里に生えていたクズを使って、目指すは高級食材!

 でも、その前に!実は炭焼き中、村田先生は、大きなクズを見つけたそう。村田先生が発見したというクズは、山の中など比較的どこにでも生えている、マメ科のつる植物。
 ほかの木などに巻きつき、成長を邪魔するなど厄介な雑草として扱われることも多いんですが、古くから、クズの根っこから取れるクズ粉は貴重なもの。クズ粉といえば、普段私たちが食べているくずきりの原料。
 でも実は、世の中に出回っているくずきりの多くは、クズ粉ではなく、小麦粉やさつまいものデンプンなどから作られたもの。
 その理由は、1キロのクズの根っこからくず粉はわずか100グラムしか取れない上、取り出す作業はとっても大変。クズ100パーセントのものはかなり高価で、80グラムで1000円するものも!でも、そのデンプンは良質で、煮ると透明になり粘度が高いのが特徴。今、ブームのタピオカよりも弾力が強いんです。
 クズのことに詳しい植物の専門家、粕谷先生にも来ていただきました。実は、クズの根っこはまっすぐ一本、下に向かって生えているのではなく、枝分かれし、横に向かって絡み合いながら伸びているそう。それでは、力を合わせて、里のクズ、掘ってみます!

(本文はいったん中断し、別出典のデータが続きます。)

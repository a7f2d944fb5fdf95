use crate::{
    parsing::{inline::Inline, table::TableModel},
    vault::SpanKind,
};

#[derive(Debug, Clone, Copy, PartialEq, Eq)]
pub enum ListType {
    Bullet,
    Numbered,
}

#[derive(Debug, Clone, Copy, PartialEq, Eq)]
pub enum Task {
    Todo,
    Done,
}

/// A stack entry for one currently-open list.
#[derive(Debug, Clone, Copy, PartialEq, Eq)]
pub struct ListFrame {
    pub indent_level: usize,
    pub list_type: ListType,
}

#[derive(Debug, Clone, PartialEq, Eq)]
pub struct ListItem {
    /// The number written in the source, for numbered items.
    pub number: Option<u64>,
    pub task: Option<Task>,
    pub content: Vec<Inline>,
    /// Block placeholders (code, callouts) indented under this item.
    pub attached: Vec<Block>,
    pub children: Vec<List>,
    /// A blank line followed this item inside the list.
    pub soft_break: bool,
}

#[derive(Debug, Clone, PartialEq, Eq)]
pub struct List {
    pub list_type: ListType,
    pub items: Vec<ListItem>,
}

impl List {
    /// First number of a numbered list, when it is not 1.
    pub fn start(&self) -> Option<u64> {
        self.items
            .first()
            .and_then(|item| item.number)
            .filter(|&n| n != 1)
    }
}

/// A parsed block of a markdown message.
#[derive(Debug, Clone, PartialEq, Eq)]
pub enum Block {
    /// `level` is the number of `#` written (1–6).
    Heading { level: u8, content: Vec<Inline> },
    Rule,
    /// One entry per quoted line.
    Quote(Vec<Vec<Inline>>),
    List(List),
    Table(TableModel),
    /// One entry per source line.
    Paragraph(Vec<Vec<Inline>>),
    /// A line holding only a code-block or callout sentinel.
    Placeholder { kind: SpanKind, index: usize },
}
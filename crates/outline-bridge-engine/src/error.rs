//! Recoverable conditions met while converting a message.
//!
//! None of these ever reach a caller: every public conversion is total. They
//! are produced as `Err` values by the component that notices the problem and
//! recovered (with a log line) by the component that owns the fallback.

use thiserror::Error;

#[derive(Debug, Clone, PartialEq, Eq, Error)]
pub enum Recovery {
    /// A table candidate that cannot be laid out as a table.
    #[error("malformed table ({reason}); passing {lines} line(s) through verbatim")]
    MalformedTable { reason: &'static str, lines: usize },

    /// An emphasis or code delimiter without a matching closer.
    #[error("unbalanced `{delimiter}` delimiter; treating it as literal text")]
    UnbalancedDelimiter { delimiter: &'static str },

    /// A sentinel-shaped token with no protected span behind it.
    #[error("no protected span for sentinel {token:?}; leaving it in place")]
    UnknownSentinel { token: String },
}
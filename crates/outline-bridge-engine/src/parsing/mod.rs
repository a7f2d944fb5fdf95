pub mod blocks;
pub mod inline;
pub mod outline;
pub mod table;

use blocks::{Block, BlockBuilder, MarkdownLineClassifier};

/// Parses vault-protected markdown into blocks.
pub fn parse_document(text: &str) -> Vec<Block> {
    let classifier = MarkdownLineClassifier;
    let mut builder = BlockBuilder::new();

    for line in text.lines() {
        let lc = classifier.classify(line);
        builder.push(&lc);
    }

    builder.finish()
}
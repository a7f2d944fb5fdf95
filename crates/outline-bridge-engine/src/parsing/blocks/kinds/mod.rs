pub mod block_quote;
pub mod heading;
pub mod list_marker;
pub mod rule;

pub use block_quote::BlockQuote;
pub use heading::Heading;
pub use list_marker::{Indent, ListMarker, TaskBox};
pub use rule::Rule;
/// ATX headings `#` … `######`.
pub struct Heading;

impl Heading {
    pub const MARKER: char = '#';
    pub const MAX_LEVEL: u8 = 6;

    /// Parses `## Title` into its level and title text.
    ///
    /// A marker must be followed by a space, so `#tag` stays inline.
    pub fn parse(line: &str) -> Option<(u8, &str)> {
        let trimmed = line.trim_start();
        let hashes = trimmed.chars().take_while(|&c| c == Self::MARKER).count();
        if hashes == 0 || hashes > usize::from(Self::MAX_LEVEL) {
            return None;
        }
        let rest = &trimmed[hashes..];
        if !rest.is_empty() && !rest.starts_with([' ', '\t']) {
            return None;
        }
        let level = u8::try_from(hashes).ok()?;
        Some((level, rest.trim()))
    }

    /// HTML heading rank. `h1` belongs to the host's page title, so every
    /// level moves down one and `######` shares `h6` with `#####`.
    pub fn html_rank(level: u8) -> u8 {
        (level + 1).min(Self::MAX_LEVEL)
    }
}
//! Application context: map bootstrap and event wiring.
//!
//! ARCHITECTURE
//! ============
//! [`App`] is the one owner of everything mutable at runtime: the map and
//! its base layer, the feature group holding drawn overlays, the results
//! text area, and the [`SessionCore`] snippet buffer. The host page calls
//! `App.init()` once on load; after that the tool is driven entirely by
//! widget events:
//!
//! - `draw:created` — serialize the finished shape and append the snippet
//!   to the results area (unknown kinds get a blocking alert instead);
//! - `draw:drawstart` — a new drawing session: clear the buffer, the
//!   results area, and the drawn overlays;
//! - a click on the copy button — write the results area's contents
//!   verbatim to the clipboard, logging success or failure.

use std::cell::RefCell;
use std::rc::Rc;

use wasm_bindgen::JsCast;
use wasm_bindgen::closure::Closure;
use wasm_bindgen::prelude::*;
use wasm_bindgen_futures::JsFuture;
use web_sys::{Document, HtmlTextAreaElement};

use crate::consts::{
    COPY_BUTTON_SELECTOR, INITIAL_LAT, INITIAL_LNG, INITIAL_ZOOM, MAP_CONTAINER_ID, RESULTS_AREA_ID,
    TILE_ATTRIBUTION, TILE_URL,
};
use crate::geometry::GeometryKind;
use crate::leaflet::{self, DrawControl, DrawCreatedEvent, FeatureGroup, Map};
use crate::session::SessionCore;

/// One running annotation session. Exactly one per page.
#[wasm_bindgen]
pub struct App {
    map: Map,
    drawn: FeatureGroup,
    results: HtmlTextAreaElement,
    session: Rc<RefCell<SessionCore>>,
}

#[wasm_bindgen]
impl App {
    /// Boot the tool against the host page. Call once on page load; the
    /// returned handle keeps the context alive on the JS side.
    ///
    /// # Errors
    /// Fails if the expected host elements are missing or the logger is
    /// already installed.
    pub fn init() -> Result<App, JsValue> {
        console_error_panic_hook::set_once();
        console_log::init_with_level(log::Level::Info)
            .map_err(|e| JsValue::from_str(&e.to_string()))?;

        let document = web_sys::window()
            .ok_or_else(|| JsValue::from_str("no window"))?
            .document()
            .ok_or_else(|| JsValue::from_str("no document"))?;

        let results = results_area(&document)?;
        results.set_value("");

        let map = leaflet::new_map(MAP_CONTAINER_ID, &map_options()?);
        leaflet::new_tile_layer(TILE_URL, &tile_options()?).add_to(&map);

        let drawn = FeatureGroup::new();
        map.add_layer(&drawn);
        map.add_control(&DrawControl::new(&draw_options(&drawn)?));

        let session = Rc::new(RefCell::new(SessionCore::new()));

        let app = App { map, drawn, results, session };
        app.wire_draw_created();
        app.wire_draw_start();
        app.wire_copy_button(&document)?;
        log::info!("annotation tool ready");
        Ok(app)
    }
}

impl App {
    /// A shape was finished: serialize it and append the snippet, or alert
    /// on an unrecognized kind. The shape joins the overlay group either
    /// way, matching the widget's own behavior.
    fn wire_draw_created(&self) {
        let session = Rc::clone(&self.session);
        let drawn = self.drawn.clone();
        let results = self.results.clone();
        let handler = Closure::<dyn FnMut(DrawCreatedEvent)>::new(move |event: DrawCreatedEvent| {
            let layer = event.layer();
            match GeometryKind::from_tag(&event.layer_type()) {
                Ok(kind) => {
                    let geometry = leaflet::geometry_from_layer(kind, &layer);
                    if !geometry.is_well_formed() {
                        log::warn!("widget delivered malformed {} geometry", kind.tag());
                    }
                    session.borrow_mut().record(&geometry);
                    results.set_value(session.borrow().buffer());
                }
                Err(err) => {
                    log::warn!("{err}");
                    alert("Input geometry not recognized!");
                }
            }
            drawn.add_layer(&layer);
        });
        self.map.on("draw:created", handler.as_ref().unchecked_ref());
        // Handlers live for the page lifetime.
        handler.forget();
    }

    /// A new drawing session started: clear the buffer, the results area,
    /// and the drawn overlays. The tile base layer is untouched.
    fn wire_draw_start(&self) {
        let session = Rc::clone(&self.session);
        let drawn = self.drawn.clone();
        let results = self.results.clone();
        let handler = Closure::<dyn FnMut()>::new(move || {
            session.borrow_mut().reset();
            results.set_value("");
            drawn.clear_layers();
            log::debug!("drawing session reset");
        });
        self.map.on("draw:drawstart", handler.as_ref().unchecked_ref());
        handler.forget();
    }

    /// Copy the results area to the clipboard on button click.
    fn wire_copy_button(&self, document: &Document) -> Result<(), JsValue> {
        let button = document
            .query_selector(COPY_BUTTON_SELECTOR)?
            .ok_or_else(|| JsValue::from_str("copy button not found"))?;
        let results = self.results.clone();
        let handler = Closure::<dyn FnMut()>::new(move || {
            // The display surface is authoritative: copy what the user
            // sees, including any manual edits, not the session buffer.
            copy_to_clipboard(results.value());
        });
        button.add_event_listener_with_callback("click", handler.as_ref().unchecked_ref())?;
        handler.forget();
        Ok(())
    }
}

fn results_area(document: &Document) -> Result<HtmlTextAreaElement, JsValue> {
    document
        .get_element_by_id(RESULTS_AREA_ID)
        .ok_or_else(|| JsValue::from_str("results area not found"))?
        .dyn_into::<HtmlTextAreaElement>()
        .map_err(|_element| JsValue::from_str("results area is not a textarea"))
}

fn map_options() -> Result<JsValue, JsValue> {
    let center = js_sys::Array::of2(&JsValue::from_f64(INITIAL_LAT), &JsValue::from_f64(INITIAL_LNG));
    let options = js_sys::Object::new();
    js_sys::Reflect::set(&options, &JsValue::from_str("center"), &center)?;
    js_sys::Reflect::set(&options, &JsValue::from_str("zoom"), &JsValue::from_f64(INITIAL_ZOOM))?;
    Ok(options.into())
}

fn tile_options() -> Result<JsValue, JsValue> {
    let options = js_sys::Object::new();
    js_sys::Reflect::set(
        &options,
        &JsValue::from_str("attribution"),
        &JsValue::from_str(TILE_ATTRIBUTION),
    )?;
    Ok(options.into())
}

fn draw_options(drawn: &FeatureGroup) -> Result<JsValue, JsValue> {
    let edit = js_sys::Object::new();
    js_sys::Reflect::set(&edit, &JsValue::from_str("featureGroup"), drawn.as_ref())?;
    let options = js_sys::Object::new();
    js_sys::Reflect::set(&options, &JsValue::from_str("edit"), &edit)?;
    Ok(options.into())
}

/// Fire-and-forget clipboard write; the outcome is log-only.
fn copy_to_clipboard(text: String) {
    let Some(window) = web_sys::window() else {
        log::warn!("clip error: no window");
        return;
    };
    let clipboard = window.navigator().clipboard();
    wasm_bindgen_futures::spawn_local(async move {
        match JsFuture::from(clipboard.write_text(&text)).await {
            Ok(_) => log::info!("clip copied: {text}"),
            Err(err) => log::warn!("clip error: {err:?}"),
        }
    });
}

/// Blocking user notification for events that must not pass silently.
fn alert(message: &str) {
    let Some(window) = web_sys::window() else {
        log::warn!("alert unavailable: no window");
        return;
    };
    if window.alert_with_message(message).is_err() {
        log::warn!("alert failed: {message}");
    }
}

 クズのデンプンは、どの根にも入っているわけではなく、塊根という、太くてまるい根にたくさん入ってるそう。太い根だと、人の大きさにもなるんです。

里で獲れたゴマに里の味噌に舌鼓

 その間、所さんは小屋で休憩。綺麗なレイアウトは、西野さんの友人、中野さんたちが里山の植物で飾り付けしてくれたもの。

 すると、里の恵みで作ったおやつを持って露久保先生が。露久保先生が作ってくれたのは、里の恵みで作った中部地方の郷土料理“五平餅”。味付けに使ったゴマも、実は今年初挑戦したもの。
 7月に種をまき、すくすく育って2ヵ月後にはゴマの花が。その下には、実ができてゴマがびっしり。そして10月下旬には、熟して黒くなりました。
 そして収穫祭前日、露久保先生の五平餅づくり。ここでちょっとしたポイント!ゴマを擦る前に炒ることで、より香りが引き立つんだそうです。
 しっかり炒ったゴマを擦って、潰したクルミと混ぜたら去年仕込んだ里の味噌。あとはきび砂糖、みりんなどを入れたらタレの出来上がり。お餅には、高橋先生が里で育てたゆうだい21を使います。五平餅はお米の食感を残すのが特徴。もち米より、うるち米を使うのが主流なんです。あとは七輪で焼いて、タレを塗ったら、里の恵みいっぱいの五平餅!

 一方、クズ堀チーム。1時間頑張って掘りましたが、根はまだまだ広がってるようです。